**WHAT IS REQUIRED:**
Pick the lines holding the string "value" out of the records and copy them.

**PROVIDED RECORDS:**
fn signed32(value: i32) -> [u8; 4] {
    let raw = if value < 0 {
        value.unsigned_abs() | 0x8000_0000
    } else {
        value as u32
    };
    raw.to_be_bytes()
}

fn signed16(value: i16) -> [u8; 2] {
    let raw = if value < 0 {
        value.unsigned_abs() | 0x8000
    } else {
        value as u16
    };
    raw.to_be_bytes()
}

#[cfg(test)]
mod tests {
    use super::*;

    #[test]
    fn test_build_gfs_message() {
        let data = Grib2Builder::new_gfs().build();

        assert_eq!(&data[0..4], b"GRIB");
        assert_eq!(data[7], 2);
        assert_eq!(data[6], 0);
        assert_eq!(&data[data.len() - 4..], b"7777");

        let length = u64::from_be_bytes(data[8..16].try_into().unwrap());
        assert_eq!(length as usize, data.len());
    }

    #[test]
    fn test_lambert_section_lengths() {
        let data = Grib2Builder::new_hrrr().build();
        // Section 1 is 21 bytes, Section 3 follows
        let s3 = &data[16 + 21..];
        assert_eq!(u32::from_be_bytes(s3[0..4].try_into().unwrap()), 81);
        assert_eq!(s3[4], 3);
    }

    #[test]
    fn test_statistical_section4_length() {
        let builder = Grib2Builder::new_gfs().with_statistical(1, 1, 1);
        assert_eq!(builder.build_section4().len(), 58);
        assert_eq!(Grib2Builder::new_gfs().build_section4().len(), 34);
    }

    #[test]
    fn test_sign_magnitude() {
        assert_eq!(signed32(-1), [0x80, 0, 0, 1]);
        assert_eq!(signed16(-3), [0x80, 3]);
        assert_eq!(signed16(3), [0, 3]);
    }
}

**TASK OUTPUT:**
fn signed32(value: i32) -> [u8; 4] {
    let raw = if value < 0 {
        value.unsigned_abs() | 0x8000_0000
        value as u32
fn signed16(value: i16) -> [u8; 2] {
    let raw = if value < 0 {
        value.unsigned_abs() | 0x8000
        value as u16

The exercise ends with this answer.